Chasing a bounty of over $2000, a coder has successfully imported the Ordinals NFT protocol to Litecoin.
The new functionality arrives shortly after Bitcoin – the network on which Ordinals initially launched – surpassed 150,000 inscriptions this week.
Why Litecoin Gets Ordinals
On Sunday, a coder named Anthony Guerrera launched Litecoin Ordinals on GitHub by forking the Bitcoin repository for the project, published by Casey Rodarmor last month.
The Bitcoin-based version allows satoshis to be inscribed with data including images and videos, effectively bringing NFTs to a network once frequently criticized for lacking them.

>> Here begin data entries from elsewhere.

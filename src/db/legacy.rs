//! Legacy flat-file store: format migration and conversion for import.
//!
//! The old site kept one JSON document `{news: [...], faq: [...], forms: [...],
//! classes: [...]}` on disk. Early revisions stored items without a `title`;
//! those are rewritten in place before import.

use chrono::{DateTime, NaiveDate, Utc};
use serde::Deserialize;
use serde_json::{Map, Value};

use super::ImportedItem;
use crate::errors::AppError;
use crate::models::Collection;

const UNTITLED: &str = "Untitled";
const DEFAULT_CONTENT: &str = "Default content";

/// One item after migration, as found in the legacy document.
#[derive(Debug, Clone, Deserialize)]
#[serde(rename_all = "camelCase")]
struct LegacyItem {
    title: String,
    #[serde(default)]
    content: String,
    #[serde(default)]
    editable_date: Option<String>,
    #[serde(default)]
    last_updated: Option<String>,
    #[serde(default)]
    filename: Option<String>,
}

/// Rewrite title-less items in every collection of a legacy document.
///
/// Items that already have a title pass through unchanged, so running this
/// on its own output changes nothing. Returns the number of items rewritten.
pub fn migrate_legacy_document(doc: &mut Value, now: DateTime<Utc>) -> Result<usize, AppError> {
    let collections = doc
        .as_object_mut()
        .ok_or_else(|| malformed("top level must be an object"))?;

    let mut migrated = 0;
    for (name, items) in collections.iter_mut() {
        let items = items
            .as_array_mut()
            .ok_or_else(|| malformed(&format!("{} must be an array", name)))?;

        for item in items.iter_mut() {
            let fields = item
                .as_object()
                .ok_or_else(|| malformed(&format!("{} contains a non-object item", name)))?;
            if has_title(fields) {
                continue;
            }
            *item = migrate_item(fields, now);
            migrated += 1;
        }
    }
    Ok(migrated)
}

/// Turn a migrated document into items ready for import, in file order.
///
/// Keys other than the four collection names are skipped.
pub fn legacy_items(doc: &Value, now: DateTime<Utc>) -> Result<Vec<ImportedItem>, AppError> {
    let collections = doc
        .as_object()
        .ok_or_else(|| malformed("top level must be an object"))?;

    let mut imported = Vec::new();
    for collection in Collection::ALL {
        let Some(items) = collections.get(collection.as_str()) else {
            continue;
        };
        let items: Vec<LegacyItem> = serde_json::from_value(items.clone())
            .map_err(|e| malformed(&format!("{}: {}", collection, e)))?;

        for item in items {
            imported.push(ImportedItem {
                collection,
                title: item.title,
                content: if item.content.trim().is_empty() {
                    DEFAULT_CONTENT.to_string()
                } else {
                    item.content
                },
                editable_date: parse_legacy_date(item.editable_date.as_deref())?,
                last_updated: parse_legacy_timestamp(item.last_updated.as_deref(), now)?,
                filename: item.filename.filter(|f| !f.is_empty()),
            });
        }
    }

    for name in collections.keys() {
        if Collection::parse(name).is_err() {
            tracing::warn!("Skipping unknown legacy collection: {}", name);
        }
    }

    Ok(imported)
}

/// Only a non-blank string counts; anything else is rewritten like a missing title.
fn has_title(fields: &Map<String, Value>) -> bool {
    matches!(fields.get("title"), Some(Value::String(s)) if !s.trim().is_empty())
}

fn migrate_item(fields: &Map<String, Value>, now: DateTime<Utc>) -> Value {
    let carried = |key: &str, default: String| -> Value {
        match fields.get(key) {
            Some(Value::String(s)) if !s.is_empty() => Value::String(s.clone()),
            _ => Value::String(default),
        }
    };

    let mut migrated = Map::new();
    migrated.insert("title".to_string(), Value::String(UNTITLED.to_string()));
    migrated.insert(
        "content".to_string(),
        carried("content", DEFAULT_CONTENT.to_string()),
    );
    migrated.insert(
        "editableDate".to_string(),
        carried("editableDate", now.date_naive().to_string()),
    );
    migrated.insert(
        "lastUpdated".to_string(),
        carried("lastUpdated", now.to_rfc3339()),
    );
    migrated.insert("filename".to_string(), carried("filename", String::new()));
    Value::Object(migrated)
}

fn parse_legacy_date(raw: Option<&str>) -> Result<Option<NaiveDate>, AppError> {
    match raw.map(str::trim) {
        None | Some("") => Ok(None),
        Some(s) => NaiveDate::parse_from_str(s, "%Y-%m-%d")
            .map(Some)
            .map_err(|e| malformed(&format!("bad editableDate {:?}: {}", s, e))),
    }
}

fn parse_legacy_timestamp(
    raw: Option<&str>,
    now: DateTime<Utc>,
) -> Result<DateTime<Utc>, AppError> {
    match raw.map(str::trim) {
        None | Some("") => Ok(now),
        Some(s) => DateTime::parse_from_rfc3339(s)
            .map(|t| t.with_timezone(&Utc))
            .map_err(|e| malformed(&format!("bad lastUpdated {:?}: {}", s, e))),
    }
}

fn malformed(detail: &str) -> AppError {
    AppError::Internal(format!("Malformed legacy data: {}", detail))
}
//! Data models for the site content store.
//!
//! Field names serialize in camelCase to match the dashboard scripts.

mod alert;
mod item;
mod roster;
mod site;

pub use alert::*;
pub use item::*;
pub use roster::*;
pub use site::*;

Things changed thanks to Bitcoin’s Taproot upgrade in November 2021, which brought more privacy and smart contract capabilities to Bitcoin, with Ordinals as an unforeseen consequence. Litecoin contains soft forks of Bitcoin’s SegWit and Taproot technology which are required for Ordinals to work.
On February 10, a Twitter user and self-professed “advocate of Bitcoin, Litecoin, and Dogecoin,” @indigo_Nakamoto, promised 5 LTC ($470) to whoever could port the Ordinals repository to Litecoin. That bounty grew to 22 LTC by Thursday last week, before Guerrera announced the protocol’s Litecoin launch on Saturday.
The following day, he announced the first Litecoin inscription: the whitepaper for MimbleWimble, a Litecoin upgrade improving transaction speed and privacy (other dimensions on which Bitcoin has been scrutinized).
— Crypto Anthony (@anthonyonchain) February 19, 2023
Unlike NFTs on other networks, Ordinals embeds the image data for NFTs directly into the blockchain, taking up considerable block space as a result. However, Litecoin’s use of MimbleWimble makes Ordinals capable of handling more data at a lower transaction cost than Bitcoin.
Taproot adoption has grown exponentially alongside the rise of Ordinals, with 4.83% of transactions utilizing the upgrade as of Tuesday, according to Dune analytics. Last month, that figure was less than 2%.
Bitcoin-based NFTs have also been a boon to miners, generating over $1.17 million in fees since their inception. According to BitMEX, the first Ordinal was registered on Bitcoin in December, depicting a creepy-looking skeleton.
Certain software wallet providers are now beginning to introduce Ordinals support, including Xverse – a Web3-focused Bitcoin wallet. Ken Liao, the founder and CEO of Xverse, was a former engineering partner at Stacks – a Bitcoin programmability layer that enabled smart contracts and NFTs on Bitcoin before Ordinals.
Stacks (STX) is up 130% on the week thanks in large part to the growth of Ordinals.